### PROBLEM TO WORK ON
One range is to be output from the listing below, exactly as written: the line with "tracing_subscriber::fmt::init();" to the line with "else if let", both kept.
:: RECORDS FOR PROCESSING ::
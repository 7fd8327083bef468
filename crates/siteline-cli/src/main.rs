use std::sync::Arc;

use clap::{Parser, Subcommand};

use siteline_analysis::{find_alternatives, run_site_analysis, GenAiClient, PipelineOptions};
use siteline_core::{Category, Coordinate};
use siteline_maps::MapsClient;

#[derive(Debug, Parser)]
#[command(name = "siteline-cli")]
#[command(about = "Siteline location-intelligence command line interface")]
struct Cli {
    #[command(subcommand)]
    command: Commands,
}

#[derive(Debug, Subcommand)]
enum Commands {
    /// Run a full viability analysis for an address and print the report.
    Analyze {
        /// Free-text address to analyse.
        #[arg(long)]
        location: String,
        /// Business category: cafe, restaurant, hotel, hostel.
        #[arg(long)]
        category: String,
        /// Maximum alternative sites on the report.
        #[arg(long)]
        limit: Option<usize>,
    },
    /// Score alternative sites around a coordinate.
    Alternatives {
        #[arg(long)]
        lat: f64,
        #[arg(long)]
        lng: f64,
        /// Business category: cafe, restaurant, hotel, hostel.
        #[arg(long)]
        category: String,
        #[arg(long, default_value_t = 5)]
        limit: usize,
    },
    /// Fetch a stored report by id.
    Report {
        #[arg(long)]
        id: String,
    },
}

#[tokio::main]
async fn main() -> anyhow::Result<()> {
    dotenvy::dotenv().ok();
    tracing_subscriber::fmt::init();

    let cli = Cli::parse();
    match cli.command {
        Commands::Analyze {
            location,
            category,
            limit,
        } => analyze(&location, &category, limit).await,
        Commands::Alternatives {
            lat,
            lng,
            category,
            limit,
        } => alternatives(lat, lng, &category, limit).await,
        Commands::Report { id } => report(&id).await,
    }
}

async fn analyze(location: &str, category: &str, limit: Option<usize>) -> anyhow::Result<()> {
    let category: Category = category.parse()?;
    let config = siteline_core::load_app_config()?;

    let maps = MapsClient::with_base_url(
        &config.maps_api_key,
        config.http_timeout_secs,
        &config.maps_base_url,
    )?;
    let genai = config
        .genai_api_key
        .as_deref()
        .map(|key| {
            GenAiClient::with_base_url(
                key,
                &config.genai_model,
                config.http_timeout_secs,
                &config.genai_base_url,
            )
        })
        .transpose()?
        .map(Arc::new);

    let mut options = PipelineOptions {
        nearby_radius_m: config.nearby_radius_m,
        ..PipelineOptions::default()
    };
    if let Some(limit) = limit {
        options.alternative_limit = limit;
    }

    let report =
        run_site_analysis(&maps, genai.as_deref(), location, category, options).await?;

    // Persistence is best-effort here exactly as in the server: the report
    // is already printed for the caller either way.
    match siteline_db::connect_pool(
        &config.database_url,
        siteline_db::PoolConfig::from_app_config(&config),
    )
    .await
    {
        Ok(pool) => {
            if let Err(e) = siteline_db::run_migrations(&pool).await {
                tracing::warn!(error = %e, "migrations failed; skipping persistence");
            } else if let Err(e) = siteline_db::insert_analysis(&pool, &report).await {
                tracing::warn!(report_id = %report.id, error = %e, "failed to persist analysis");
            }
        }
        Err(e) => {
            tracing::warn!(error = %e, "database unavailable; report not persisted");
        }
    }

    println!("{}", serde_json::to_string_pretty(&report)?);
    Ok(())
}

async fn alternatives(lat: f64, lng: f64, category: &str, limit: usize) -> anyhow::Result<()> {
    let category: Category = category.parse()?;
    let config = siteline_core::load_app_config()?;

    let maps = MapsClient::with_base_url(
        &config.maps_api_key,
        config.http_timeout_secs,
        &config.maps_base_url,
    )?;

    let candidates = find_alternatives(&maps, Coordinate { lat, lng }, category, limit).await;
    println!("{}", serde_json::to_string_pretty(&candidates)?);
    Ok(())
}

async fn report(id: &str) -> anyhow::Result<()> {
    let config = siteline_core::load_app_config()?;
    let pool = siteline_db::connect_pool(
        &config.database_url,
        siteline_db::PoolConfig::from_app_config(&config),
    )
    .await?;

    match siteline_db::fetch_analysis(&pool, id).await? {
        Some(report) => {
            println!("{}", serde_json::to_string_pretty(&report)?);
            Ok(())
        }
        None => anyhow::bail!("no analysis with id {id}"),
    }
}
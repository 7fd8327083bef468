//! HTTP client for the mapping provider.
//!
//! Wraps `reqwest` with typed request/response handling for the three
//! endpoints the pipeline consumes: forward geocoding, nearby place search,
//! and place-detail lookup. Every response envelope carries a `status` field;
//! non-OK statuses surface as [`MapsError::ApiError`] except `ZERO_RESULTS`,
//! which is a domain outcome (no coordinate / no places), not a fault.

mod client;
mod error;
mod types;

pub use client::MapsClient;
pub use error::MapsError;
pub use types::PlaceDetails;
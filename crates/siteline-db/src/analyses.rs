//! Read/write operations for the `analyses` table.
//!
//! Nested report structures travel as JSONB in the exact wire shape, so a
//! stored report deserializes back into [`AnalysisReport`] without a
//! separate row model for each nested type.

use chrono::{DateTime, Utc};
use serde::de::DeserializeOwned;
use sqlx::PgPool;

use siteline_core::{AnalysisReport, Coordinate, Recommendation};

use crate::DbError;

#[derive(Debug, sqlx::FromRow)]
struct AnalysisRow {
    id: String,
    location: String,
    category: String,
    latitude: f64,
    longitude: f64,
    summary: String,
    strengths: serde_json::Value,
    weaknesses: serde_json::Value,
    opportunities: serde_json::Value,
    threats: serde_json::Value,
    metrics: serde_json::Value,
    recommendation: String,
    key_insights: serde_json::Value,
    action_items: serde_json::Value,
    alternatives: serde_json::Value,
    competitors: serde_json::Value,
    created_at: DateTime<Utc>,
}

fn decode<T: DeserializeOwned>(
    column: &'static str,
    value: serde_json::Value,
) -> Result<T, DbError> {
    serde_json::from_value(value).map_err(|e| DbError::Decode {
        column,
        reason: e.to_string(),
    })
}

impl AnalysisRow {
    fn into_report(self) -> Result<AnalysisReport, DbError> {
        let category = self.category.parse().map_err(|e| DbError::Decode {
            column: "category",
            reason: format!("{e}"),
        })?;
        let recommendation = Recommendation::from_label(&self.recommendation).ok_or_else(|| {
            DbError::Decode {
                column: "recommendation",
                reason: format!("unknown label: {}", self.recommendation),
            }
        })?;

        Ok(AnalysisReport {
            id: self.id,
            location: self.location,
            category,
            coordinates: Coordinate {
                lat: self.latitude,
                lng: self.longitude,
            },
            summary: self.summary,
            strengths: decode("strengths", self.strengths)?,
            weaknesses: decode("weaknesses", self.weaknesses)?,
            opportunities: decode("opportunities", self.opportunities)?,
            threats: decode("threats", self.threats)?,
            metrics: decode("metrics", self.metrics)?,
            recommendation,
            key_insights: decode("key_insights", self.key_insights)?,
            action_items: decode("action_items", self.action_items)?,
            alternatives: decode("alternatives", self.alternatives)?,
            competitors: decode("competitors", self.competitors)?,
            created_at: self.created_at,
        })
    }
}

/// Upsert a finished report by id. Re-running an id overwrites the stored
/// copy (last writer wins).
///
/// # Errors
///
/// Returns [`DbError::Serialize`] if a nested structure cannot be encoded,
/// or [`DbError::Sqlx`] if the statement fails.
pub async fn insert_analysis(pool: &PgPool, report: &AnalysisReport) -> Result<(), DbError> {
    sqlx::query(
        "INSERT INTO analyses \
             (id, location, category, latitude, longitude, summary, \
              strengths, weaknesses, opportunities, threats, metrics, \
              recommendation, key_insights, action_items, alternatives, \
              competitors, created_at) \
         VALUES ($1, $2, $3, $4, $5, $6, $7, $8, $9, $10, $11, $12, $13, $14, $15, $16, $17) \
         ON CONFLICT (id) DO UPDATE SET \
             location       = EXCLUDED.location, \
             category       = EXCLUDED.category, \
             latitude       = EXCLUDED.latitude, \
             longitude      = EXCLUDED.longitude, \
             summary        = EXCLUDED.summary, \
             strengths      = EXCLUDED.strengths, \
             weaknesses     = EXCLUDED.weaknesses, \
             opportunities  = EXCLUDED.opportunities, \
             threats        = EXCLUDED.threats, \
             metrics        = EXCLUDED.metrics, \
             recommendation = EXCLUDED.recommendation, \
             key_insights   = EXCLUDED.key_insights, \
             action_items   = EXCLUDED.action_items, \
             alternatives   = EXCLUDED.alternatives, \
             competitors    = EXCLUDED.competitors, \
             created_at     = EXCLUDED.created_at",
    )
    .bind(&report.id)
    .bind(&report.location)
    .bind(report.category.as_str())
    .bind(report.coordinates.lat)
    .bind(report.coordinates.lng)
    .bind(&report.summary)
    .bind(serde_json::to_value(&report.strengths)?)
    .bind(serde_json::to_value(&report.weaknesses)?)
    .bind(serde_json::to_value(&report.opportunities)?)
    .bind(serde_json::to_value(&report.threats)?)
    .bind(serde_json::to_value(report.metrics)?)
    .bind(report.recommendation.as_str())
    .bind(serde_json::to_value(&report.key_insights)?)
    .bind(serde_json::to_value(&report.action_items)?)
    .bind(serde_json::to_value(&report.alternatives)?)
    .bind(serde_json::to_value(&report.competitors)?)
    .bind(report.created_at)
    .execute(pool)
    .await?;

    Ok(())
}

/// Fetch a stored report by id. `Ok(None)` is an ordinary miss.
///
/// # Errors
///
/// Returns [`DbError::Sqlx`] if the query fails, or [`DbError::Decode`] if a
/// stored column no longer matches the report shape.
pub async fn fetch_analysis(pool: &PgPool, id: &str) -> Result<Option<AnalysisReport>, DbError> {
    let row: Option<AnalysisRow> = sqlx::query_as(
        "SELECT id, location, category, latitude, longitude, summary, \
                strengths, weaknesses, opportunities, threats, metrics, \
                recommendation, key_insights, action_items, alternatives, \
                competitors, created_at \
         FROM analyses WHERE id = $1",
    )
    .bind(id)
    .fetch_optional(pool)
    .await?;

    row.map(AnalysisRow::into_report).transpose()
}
:::
### TASK ANSWER
    tracing_subscriber::fmt::init();

    let cli = Cli::parse();
    match cli.command {
        Commands::Analyze {
            location,
            category,
            limit,
        } => analyze(&location, &category, limit).await,
        Commands::Alternatives {
            lat,
            lng,
            category,
            limit,
        } => alternatives(lat, lng, &category, limit).await,
        Commands::Report { id } => report(&id).await,
    }
}

async fn analyze(location: &str, category: &str, limit: Option<usize>) -> anyhow::Result<()> {
    let category: Category = category.parse()?;
    let config = siteline_core::load_app_config()?;

    let maps = MapsClient::with_base_url(
        &config.maps_api_key,
        config.http_timeout_secs,
        &config.maps_base_url,
    )?;
    let genai = config
        .genai_api_key
        .as_deref()
        .map(|key| {
            GenAiClient::with_base_url(
                key,
                &config.genai_model,
                config.http_timeout_secs,
                &config.genai_base_url,
            )
        })
        .transpose()?
        .map(Arc::new);

    let mut options = PipelineOptions {
        nearby_radius_m: config.nearby_radius_m,
        ..PipelineOptions::default()
    };
    if let Some(limit) = limit {
        options.alternative_limit = limit;
    }

    let report =
        run_site_analysis(&maps, genai.as_deref(), location, category, options).await?;

    // Persistence is best-effort here exactly as in the server: the report
    // is already printed for the caller either way.
    match siteline_db::connect_pool(
        &config.database_url,
        siteline_db::PoolConfig::from_app_config(&config),
    )
    .await
    {
        Ok(pool) => {
            if let Err(e) = siteline_db::run_migrations(&pool).await {
                tracing::warn!(error = %e, "migrations failed; skipping persistence");
            } else if let Err(e) = siteline_db::insert_analysis(&pool, &report).await {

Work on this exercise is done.